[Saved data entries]

....

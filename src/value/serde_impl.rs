//! Serde support for [`Value`] and [`Map`].
//!
//! Values serialize to the natural JSON shapes (null, bool, number,
//! string, array, object). Deserialization accepts any self-describing
//! format; JSON objects become [`Map`]s with their key order preserved.

use super::{Map, Value};

impl serde::Serialize for Value {
    fn serialize<S>(&self, serializer: S) -> Result<S::Ok, S::Error>
    where
        S: serde::Serializer,
    {
        match self {
            Self::Null => serializer.serialize_unit(),
            Self::Bool(inner) => serializer.serialize_bool(*inner),
            Self::Int(inner) => serializer.serialize_i64(*inner),
            Self::Float(inner) => serializer.serialize_f64(*inner),
            Self::Str(inner) => serializer.serialize_str(inner),
            Self::Seq(items) => {
                use serde::ser::SerializeSeq;
                let mut seq = serializer.serialize_seq(Some(items.len()))?;
                for item in items {
                    seq.serialize_element(item)?;
                }
                seq.end()
            }
            Self::Map(entries) => entries.serialize(serializer),
        }
    }
}

impl serde::Serialize for Map {
    fn serialize<S>(&self, serializer: S) -> Result<S::Ok, S::Error>
    where
        S: serde::Serializer,
    {
        use serde::ser::SerializeMap;
        let mut map = serializer.serialize_map(Some(self.len()))?;
        for (key, value) in self.iter() {
            map.serialize_entry(key, value)?;
        }
        map.end()
    }
}

struct ValueVisitor;

impl<'de> serde::de::Visitor<'de> for ValueVisitor {
    type Value = Value;

    fn expecting(&self, formatter: &mut std::fmt::Formatter) -> std::fmt::Result {
        formatter.write_str("any dashkit value")
    }

    fn visit_unit<E>(self) -> Result<Value, E> {
        Ok(Value::Null)
    }

    fn visit_none<E>(self) -> Result<Value, E> {
        Ok(Value::Null)
    }

    fn visit_some<D>(self, deserializer: D) -> Result<Value, D::Error>
    where
        D: serde::Deserializer<'de>,
    {
        deserializer.deserialize_any(Self)
    }

    fn visit_bool<E>(self, inner: bool) -> Result<Value, E> {
        Ok(Value::Bool(inner))
    }

    fn visit_i64<E>(self, inner: i64) -> Result<Value, E> {
        Ok(Value::Int(inner))
    }

    fn visit_u64<E>(self, inner: u64) -> Result<Value, E>
    where
        E: serde::de::Error,
    {
        i64::try_from(inner)
            .map(Value::Int)
            .map_err(|_| E::custom("integer out of range for i64"))
    }

    fn visit_f64<E>(self, inner: f64) -> Result<Value, E> {
        Ok(Value::Float(inner))
    }

    fn visit_str<E>(self, inner: &str) -> Result<Value, E> {
        Ok(Value::Str(inner.to_string()))
    }

    fn visit_string<E>(self, inner: String) -> Result<Value, E> {
        Ok(Value::Str(inner))
    }

    fn visit_seq<A>(self, mut seq: A) -> Result<Value, A::Error>
    where
        A: serde::de::SeqAccess<'de>,
    {
        const MAX_PREALLOCATE: usize = 4096;
        let capacity = seq.size_hint().unwrap_or(0).min(MAX_PREALLOCATE);
        let mut items = Vec::with_capacity(capacity);
        while let Some(item) = seq.next_element()? {
            items.push(item);
        }
        Ok(Value::Seq(items))
    }

    fn visit_map<A>(self, mut access: A) -> Result<Value, A::Error>
    where
        A: serde::de::MapAccess<'de>,
    {
        let mut entries = Map::with_capacity(access.size_hint().unwrap_or(0));
        while let Some((key, value)) = access.next_entry::<String, Value>()? {
            entries.insert(key, value);
        }
        Ok(Value::Map(entries))
    }
}

impl<'de> serde::Deserialize<'de> for Value {
    fn deserialize<D>(deserializer: D) -> Result<Self, D::Error>
    where
        D: serde::Deserializer<'de>,
    {
        deserializer.deserialize_any(ValueVisitor)
    }
}

impl<'de> serde::Deserialize<'de> for Map {
    fn deserialize<D>(deserializer: D) -> Result<Self, D::Error>
    where
        D: serde::Deserializer<'de>,
    {
        match Value::deserialize(deserializer)? {
            Value::Map(entries) => Ok(entries),
            _ => Err(serde::de::Error::custom("expected a map")),
        }
    }
}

....

Problem details → Please give the entries above again in full, exactly as written.

Finished task →
filename src/value/serde_impl.rs
//! Serde support for [`Value`] and [`Map`].
//!
//! Values serialize to the natural JSON shapes (null, bool, number,
//! string, array, object). Deserialization accepts any self-describing
//! format; JSON objects become [`Map`]s with their key order preserved.

use super::{Map, Value};

impl serde::Serialize for Value {
    fn serialize<S>(&self, serializer: S) -> Result<S::Ok, S::Error>
    where
        S: serde::Serializer,
    {
        match self {
            Self::Null => serializer.serialize_unit(),
            Self::Bool(inner) => serializer.serialize_bool(*inner),
            Self::Int(inner) => serializer.serialize_i64(*inner),
            Self::Float(inner) => serializer.serialize_f64(*inner),
            Self::Str(inner) => serializer.serialize_str(inner),
            Self::Seq(items) => {
                use serde::ser::SerializeSeq;
                let mut seq = serializer.serialize_seq(Some(items.len()))?;
                for item in items {
                    seq.serialize_element(item)?;
                }
                seq.end()
            }
            Self::Map(entries) => entries.serialize(serializer),
        }
    }
}

impl serde::Serialize for Map {
    fn serialize<S>(&self, serializer: S) -> Result<S::Ok, S::Error>
    where
        S: serde::Serializer,
    {
        use serde::ser::SerializeMap;
        let mut map = serializer.serialize_map(Some(self.len()))?;
        for (key, value) in self.iter() {
            map.serialize_entry(key, value)?;
        }
        map.end()
    }
}

struct ValueVisitor;

impl<'de> serde::de::Visitor<'de> for ValueVisitor {
    type Value = Value;

    fn expecting(&self, formatter: &mut std::fmt::Formatter) -> std::fmt::Result {
        formatter.write_str("any dashkit value")
    }

    fn visit_unit<E>(self) -> Result<Value, E> {
        Ok(Value::Null)
    }

    fn visit_none<E>(self) -> Result<Value, E> {
        Ok(Value::Null)
    }

    fn visit_some<D>(self, deserializer: D) -> Result<Value, D::Error>
    where
        D: serde::Deserializer<'de>,
    {
        deserializer.deserialize_any(Self)
    }

    fn visit_bool<E>(self, inner: bool) -> Result<Value, E> {
        Ok(Value::Bool(inner))
    }

    fn visit_i64<E>(self, inner: i64) -> Result<Value, E> {
        Ok(Value::Int(inner))
    }

    fn visit_u64<E>(self, inner: u64) -> Result<Value, E>
    where
        E: serde::de::Error,
    {
        i64::try_from(inner)
            .map(Value::Int)
            .map_err(|_| E::custom("integer out of range for i64"))
    }

    fn visit_f64<E>(self, inner: f64) -> Result<Value, E> {
        Ok(Value::Float(inner))
    }

    fn visit_str<E>(self, inner: &str) -> Result<Value, E> {
        Ok(Value::Str(inner.to_string()))
    }

    fn visit_string<E>(self, inner: String) -> Result<Value, E> {
        Ok(Value::Str(inner))
    }

    fn visit_seq<A>(self, mut seq: A) -> Result<Value, A::Error>
    where
        A: serde::de::SeqAccess<'de>,
    {
        const MAX_PREALLOCATE: usize = 4096;
        let capacity = seq.size_hint().unwrap_or(0).min(MAX_PREALLOCATE);
        let mut items = Vec::with_capacity(capacity);
        while let Some(item) = seq.next_element()? {
            items.push(item);
        }
        Ok(Value::Seq(items))
    }

    fn visit_map<A>(self, mut access: A) -> Result<Value, A::Error>
    where
        A: serde::de::MapAccess<'de>,
    {
        let mut entries = Map::with_capacity(access.size_hint().unwrap_or(0));
        while let Some((key, value)) = access.next_entry::<String, Value>()? {
            entries.insert(key, value);
        }
        Ok(Value::Map(entries))
    }
}

impl<'de> serde::Deserialize<'de> for Value {
    fn deserialize<D>(deserializer: D) -> Result<Self, D::Error>
    where
        D: serde::Deserializer<'de>,
    {
        deserializer.deserialize_any(ValueVisitor)
    }
}

impl<'de> serde::Deserialize<'de> for Map {
    fn deserialize<D>(deserializer: D) -> Result<Self, D::Error>
    where
        D: serde::Deserializer<'de>,
    {
        match Value::deserialize(deserializer)? {
            Value::Map(entries) => Ok(entries),
            _ => Err(serde::de::Error::custom("expected a map")),
        }
    }
}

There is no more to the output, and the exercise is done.